Perhaps it was a pun on belle, the French for beauty. A sizable
chunk of the mystery evaporated when watching, for I found out it refers
to old-fashioned diving suits with the huge head gear. The French title
is much more useful: Le scaphandre et le papillon. Indeed, Google
Translate renders “scaphandre” as both “scuba” and “spacesuit”. But
enough pettiness about the weirdness of a phrase like “diving bell” and
its use in a film title.
The film, like the eponymous 1997 book
upon which it is based, chronicles its own creation.
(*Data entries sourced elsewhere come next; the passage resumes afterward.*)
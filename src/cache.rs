use std::collections::HashSet;

use crate::codec::Size;
use crate::error::TagError;
use crate::picture::Picture;
use crate::tags::Tag;

/// Orientation reached by rotating 90 degrees clockwise from each state.
const ROTATE: [(&str, &str); 9] = [
    ("", "6"),
    ("1", "6"),
    ("2", "5"),
    ("3", "8"),
    ("4", "7"),
    ("5", "4"),
    ("6", "3"),
    ("7", "2"),
    ("8", "1"),
];

/// Orientation reached by mirroring left to right from each state.
const MIRROR: [(&str, &str); 9] = [
    ("", "2"),
    ("1", "2"),
    ("2", "1"),
    ("3", "4"),
    ("4", "3"),
    ("5", "6"),
    ("6", "5"),
    ("7", "8"),
    ("8", "7"),
];

/// Indices to keep resident: `preload + 1` of them, scanning outward from
/// a point a quarter of the budget ahead of `current` (start, start+1,
/// start-1, start+2, ...), skipping anything outside the list.
pub fn window_indices(current: usize, preload: usize, len: usize) -> Vec<usize> {
    let mut count = preload.saturating_add(1).min(len);
    let mut out = Vec::with_capacity(count);
    // Past the end, the scan only ever yields from the lower side.
    let start = current.saturating_add(preload / 4).min(len) as isize;
    let (mut before, mut after) = (start, start + 1);
    while count > 0 {
        for i in [before, after] {
            if count > 0 && i >= 0 && (i as usize) < len {
                out.push(i as usize);
                count -= 1;
            }
        }
        before -= 1;
        after += 1;
    }
    out
}

// ---------------------------------------------------------------------------
// Window cache
// ---------------------------------------------------------------------------

/// Keeps a bounded window of pictures around the current index loaded.
/// Owned by the controller thread; only picture loads run elsewhere.
pub struct WindowCache {
    pictures: Vec<Picture>,
    current: usize,
    preload: usize,
    target: Size,
    resident: HashSet<usize>,
}

impl WindowCache {
    pub fn new(pictures: Vec<Picture>, preload: usize, target: Size) -> Self {
        Self {
            pictures,
            current: 0,
            preload,
            target,
            resident: HashSet::new(),
        }
    }

    pub fn len(&self) -> usize {
        self.pictures.len()
    }

    pub fn is_empty(&self) -> bool {
        self.pictures.is_empty()
    }

    pub fn current_index(&self) -> usize {
        self.current
    }

    pub fn picture(&self, index: usize) -> Option<&Picture> {
        self.pictures.get(index)
    }

    /// The picture to draw. Call `await_ready` on it first.
    pub fn current_picture(&self) -> Option<&Picture> {
        self.pictures.get(self.current)
    }

    pub fn is_resident(&self, index: usize) -> bool {
        self.resident.contains(&index)
    }

    pub fn resident_indices(&self) -> Vec<usize> {
        let mut v: Vec<usize> = self.resident.iter().copied().collect();
        v.sort_unstable();
        v
    }

    /// Select a picture, clamping to the list. Never waits for the load.
    pub fn set_current_index(&mut self, index: isize) {
        if self.is_empty() {
            return;
        }
        let index = index.clamp(0, self.pictures.len() as isize - 1) as usize;
        if index != self.current {
            log::debug!("[nav] {} -> {} (cached={})", self.current, index, self.is_resident(index));
        }
        self.current = index;
        self.add(index);
        self.recompute_window();
    }

    pub fn step(&mut self, delta: isize) {
        self.set_current_index(self.current as isize + delta);
    }

    /// Bring `resident` in line with the window around the current index.
    /// Stale entries are unloaded before any new load starts.
    pub fn recompute_window(&mut self) {
        let wanted = window_indices(self.current, self.preload, self.pictures.len());
        let stale: Vec<usize> = self
            .resident
            .iter()
            .copied()
            .filter(|i| !wanted.contains(i))
            .collect();
        for index in stale {
            self.remove(index);
        }
        for index in wanted {
            self.add(index);
        }
        log::debug!("cache: current {}, resident {:?}", self.current, self.resident_indices());
    }

    /// Unload everything; cached payloads are sized for the old box.
    pub fn flush(&mut self) {
        let all: Vec<usize> = self.resident.iter().copied().collect();
        for index in all {
            self.remove(index);
        }
    }

    pub fn on_settled_resize(&mut self, size: Size) {
        log::info!(
            "resize from {}x{} to {}x{}",
            self.target.width,
            self.target.height,
            size.width,
            size.height
        );
        self.target = size;
        self.flush();
        self.set_current_index(self.current as isize);
    }

    /// Reload the current picture, e.g. after its orientation changed.
    pub fn redisplay(&mut self) {
        self.remove(self.current);
        self.set_current_index(self.current as isize);
    }

    fn add(&mut self, index: usize) {
        if self.resident.insert(index) {
            self.pictures[index].request_load(self.target);
        }
    }

    fn remove(&mut self, index: usize) {
        if self.resident.remove(&index) {
            self.pictures[index].unload();
        }
    }

    // -----------------------------------------------------------------------
    // Tag commands on the current picture
    // -----------------------------------------------------------------------

    /// Current picture once its load has finished successfully.
    fn ready_current(&self) -> Result<Option<&Picture>, TagError> {
        match self.current_picture() {
            Some(p) => {
                p.await_ready()?;
                Ok(Some(p))
            }
            None => Ok(None),
        }
    }

    /// 0..=5 sets the rating, anything negative clears it.
    pub fn rate(&mut self, rating: i32) -> Result<(), TagError> {
        let Some(p) = self.ready_current()? else { return Ok(()) };
        log::debug!("Set rating of {} to {}", p.name(), rating);
        if rating < 0 {
            p.delete_tag(Tag::Rating)
        } else {
            p.set_tag(Tag::Rating, &rating.to_string())
        }
    }

    pub fn rating(&self) -> Result<Option<u8>, TagError> {
        let Some(p) = self.ready_current()? else { return Ok(None) };
        Ok(p.tag(Tag::Rating).and_then(|r| r.parse().ok()))
    }

    /// An empty caption deletes it.
    pub fn set_caption(&mut self, caption: &str) -> Result<(), TagError> {
        let Some(p) = self.ready_current()? else { return Ok(()) };
        if p.tag(Tag::Caption).as_deref().unwrap_or("") == caption {
            return Ok(());
        }
        log::debug!("{}: update caption to <{}>", p.name(), caption);
        p.set_tag(Tag::Caption, caption)
    }

    pub fn caption(&self) -> Result<String, TagError> {
        let Some(p) = self.ready_current()? else { return Ok(String::new()) };
        Ok(p.tag(Tag::Caption).unwrap_or_default())
    }

    /// "" clears the orientation. The picture is reloaded to show it.
    pub fn set_orientation(&mut self, orientation: &str) -> Result<(), TagError> {
        let Some(p) = self.ready_current()? else { return Ok(()) };
        if orientation.is_empty() {
            p.delete_tag(Tag::Orientation)?;
        } else {
            p.set_tag(Tag::Orientation, orientation)?;
        }
        self.redisplay();
        Ok(())
    }

    pub fn orientation(&self) -> Result<String, TagError> {
        let Some(p) = self.ready_current()? else { return Ok(String::new()) };
        Ok(p.tag(Tag::Orientation).unwrap_or_default())
    }

    pub fn rotate(&mut self) -> Result<(), TagError> {
        self.adjust_orientation(&ROTATE)
    }

    pub fn mirror(&mut self) -> Result<(), TagError> {
        self.adjust_orientation(&MIRROR)
    }

    fn adjust_orientation(&mut self, table: &[(&str, &str)]) -> Result<(), TagError> {
        let current = self.orientation()?;
        let Some(&(_, next)) = table.iter().find(|(from, _)| *from == current) else {
            log::warn!("unknown orientation: {}", current);
            return Ok(());
        };
        log::debug!("old orientation {:?}, new orientation {}", current, next);
        self.set_orientation(next)
    }
}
Jean-Dominique
Bauby was the editor of French Elle magazine but suffered
a stroke that left his body paralysed but his mind intact: the so-called
“locked-in syndrome”.
With
enthusiastic coastal hospital staff, who devise a blinking-based method
of communication with his one still-functioning eye, Jean-Do (played in
the Jekyll/Hyde manner necessary by Mathieu Amalric) starts grasping his
reality. He re-extends his universe to meet “the mother of his
children”, his friends and colleagues. Yet his relationship with his
lover and his father remain more complex.
In his
immobile state, he realises that his imagination is infinite. He travels
through beautiful places and creations and we are part of it. After
realising that rewriting The Count of Monte Cristo is pointless,
he instead sets on describing his condition.
A
movie such as this, which aims to immerse the viewer at least partly
into the subject’s world, requires great technique. Jean-Do sees the
world through one eye. Cinematographer Janusz Kaminski takes us there.
Yet it
is Bauby’s frustration, unlost humour, sexuality or love, as well as
regret and pessimism which highlights his strength of character and make
The Diving Bell so powerful and endearing. That the human mind is
free like a butterfly in a frozen frame is uplifting, but also chilling.
I
personally found some of the monologues and their imagery a bit flowery.
They rung disingenuous and artificially beautiful. A kind of ‘poetic for
the sake of being poetic’ that may work wonderfully in prose but is hard
to digest in a movie. This is personal taste: they were minor
distractions and irritants. All up a wonderful, ponderous movie.